### Provided records ###

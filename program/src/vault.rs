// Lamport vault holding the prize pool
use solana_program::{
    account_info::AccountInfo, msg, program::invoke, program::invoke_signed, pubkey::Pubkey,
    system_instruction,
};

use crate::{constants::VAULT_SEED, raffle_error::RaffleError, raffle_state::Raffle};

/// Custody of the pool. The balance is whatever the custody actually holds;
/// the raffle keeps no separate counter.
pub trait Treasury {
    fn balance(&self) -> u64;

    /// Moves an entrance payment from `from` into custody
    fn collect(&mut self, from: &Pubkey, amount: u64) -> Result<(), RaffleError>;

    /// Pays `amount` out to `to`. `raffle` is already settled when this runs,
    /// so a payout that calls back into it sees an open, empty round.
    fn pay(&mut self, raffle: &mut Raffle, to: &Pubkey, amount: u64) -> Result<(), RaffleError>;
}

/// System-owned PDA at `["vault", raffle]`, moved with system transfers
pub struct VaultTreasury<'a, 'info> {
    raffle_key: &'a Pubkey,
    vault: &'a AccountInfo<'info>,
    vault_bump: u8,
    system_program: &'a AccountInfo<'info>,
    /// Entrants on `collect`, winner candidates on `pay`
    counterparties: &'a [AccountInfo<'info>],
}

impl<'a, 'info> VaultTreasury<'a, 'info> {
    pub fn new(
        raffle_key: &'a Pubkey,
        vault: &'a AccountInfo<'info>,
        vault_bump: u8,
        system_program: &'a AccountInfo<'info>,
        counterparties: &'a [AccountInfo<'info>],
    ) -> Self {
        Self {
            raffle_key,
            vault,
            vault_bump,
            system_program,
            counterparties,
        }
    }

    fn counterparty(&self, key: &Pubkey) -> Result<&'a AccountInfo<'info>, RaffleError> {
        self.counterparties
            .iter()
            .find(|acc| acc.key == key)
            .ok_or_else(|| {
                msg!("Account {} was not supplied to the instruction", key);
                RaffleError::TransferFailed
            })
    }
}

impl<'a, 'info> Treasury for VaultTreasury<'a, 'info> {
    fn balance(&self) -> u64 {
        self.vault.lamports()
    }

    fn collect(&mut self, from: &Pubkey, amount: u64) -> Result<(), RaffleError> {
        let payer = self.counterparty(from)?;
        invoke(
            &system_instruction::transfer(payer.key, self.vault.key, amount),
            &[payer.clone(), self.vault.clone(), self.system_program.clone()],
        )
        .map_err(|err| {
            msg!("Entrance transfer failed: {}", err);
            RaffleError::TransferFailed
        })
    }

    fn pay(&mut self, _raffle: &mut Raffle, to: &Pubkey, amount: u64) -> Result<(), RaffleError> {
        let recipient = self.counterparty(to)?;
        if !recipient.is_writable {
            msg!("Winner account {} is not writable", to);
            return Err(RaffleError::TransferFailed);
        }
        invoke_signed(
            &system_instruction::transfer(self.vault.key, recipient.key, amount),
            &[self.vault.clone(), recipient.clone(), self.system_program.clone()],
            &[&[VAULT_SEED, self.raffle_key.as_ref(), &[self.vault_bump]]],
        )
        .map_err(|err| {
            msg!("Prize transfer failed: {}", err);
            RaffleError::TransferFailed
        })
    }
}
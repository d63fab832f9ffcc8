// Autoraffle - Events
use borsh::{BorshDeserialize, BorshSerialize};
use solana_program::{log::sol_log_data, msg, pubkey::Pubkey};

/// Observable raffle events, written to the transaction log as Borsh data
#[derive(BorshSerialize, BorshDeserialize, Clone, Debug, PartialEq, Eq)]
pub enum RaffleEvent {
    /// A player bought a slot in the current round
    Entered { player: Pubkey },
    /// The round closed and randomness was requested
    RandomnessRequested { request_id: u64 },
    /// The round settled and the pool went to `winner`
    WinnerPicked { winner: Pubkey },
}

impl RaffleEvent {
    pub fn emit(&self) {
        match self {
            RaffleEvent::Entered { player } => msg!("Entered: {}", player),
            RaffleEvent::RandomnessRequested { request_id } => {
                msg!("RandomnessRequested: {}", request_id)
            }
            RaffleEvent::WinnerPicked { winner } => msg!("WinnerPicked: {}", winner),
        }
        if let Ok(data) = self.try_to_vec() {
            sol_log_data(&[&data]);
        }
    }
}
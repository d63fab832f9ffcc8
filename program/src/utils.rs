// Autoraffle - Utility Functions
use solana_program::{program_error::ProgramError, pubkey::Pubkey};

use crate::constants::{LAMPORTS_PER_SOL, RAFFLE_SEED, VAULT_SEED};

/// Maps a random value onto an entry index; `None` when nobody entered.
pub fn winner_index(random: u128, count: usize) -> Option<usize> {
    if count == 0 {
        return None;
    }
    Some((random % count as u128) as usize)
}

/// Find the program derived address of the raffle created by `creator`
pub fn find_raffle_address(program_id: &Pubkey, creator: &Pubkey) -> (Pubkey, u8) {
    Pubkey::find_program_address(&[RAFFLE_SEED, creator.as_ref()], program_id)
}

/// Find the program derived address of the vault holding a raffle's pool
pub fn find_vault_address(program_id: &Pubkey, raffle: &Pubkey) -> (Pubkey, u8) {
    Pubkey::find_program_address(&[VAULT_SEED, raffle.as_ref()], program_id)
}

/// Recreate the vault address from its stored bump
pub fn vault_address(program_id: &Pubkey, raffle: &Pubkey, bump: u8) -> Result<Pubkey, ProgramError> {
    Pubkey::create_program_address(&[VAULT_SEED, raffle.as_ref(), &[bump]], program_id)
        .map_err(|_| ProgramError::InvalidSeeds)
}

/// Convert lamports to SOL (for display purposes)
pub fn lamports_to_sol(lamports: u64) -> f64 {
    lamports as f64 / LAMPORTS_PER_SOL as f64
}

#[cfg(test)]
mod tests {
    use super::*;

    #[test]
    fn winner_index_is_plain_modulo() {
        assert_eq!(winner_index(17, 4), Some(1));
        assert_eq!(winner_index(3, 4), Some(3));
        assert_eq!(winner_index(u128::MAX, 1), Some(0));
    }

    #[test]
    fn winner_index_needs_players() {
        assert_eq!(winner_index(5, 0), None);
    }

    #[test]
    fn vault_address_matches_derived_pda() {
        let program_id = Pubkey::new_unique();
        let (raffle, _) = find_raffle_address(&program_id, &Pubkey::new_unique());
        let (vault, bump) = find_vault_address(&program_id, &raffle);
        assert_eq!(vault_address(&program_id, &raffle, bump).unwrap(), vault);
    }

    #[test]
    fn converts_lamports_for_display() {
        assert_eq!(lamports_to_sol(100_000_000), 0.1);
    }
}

###

> What is needed: Copy the records above exactly, please, but only from the first line through the line containing "is already settled".

> Solution:
filename program/src/vault.rs
// Lamport vault holding the prize pool
use solana_program::{
    account_info::AccountInfo, msg, program::invoke, program::invoke_signed, pubkey::Pubkey,
    system_instruction,
};

use crate::{constants::VAULT_SEED, raffle_error::RaffleError, raffle_state::Raffle};

/// Custody of the pool. The balance is whatever the custody actually holds;
/// the raffle keeps no separate counter.
pub trait Treasury {
    fn balance(&self) -> u64;

    /// Moves an entrance payment from `from` into custody
    fn collect(&mut self, from: &Pubkey, amount: u64) -> Result<(), RaffleError>;

    /// Pays `amount` out to `to`. `raffle` is already settled when this runs,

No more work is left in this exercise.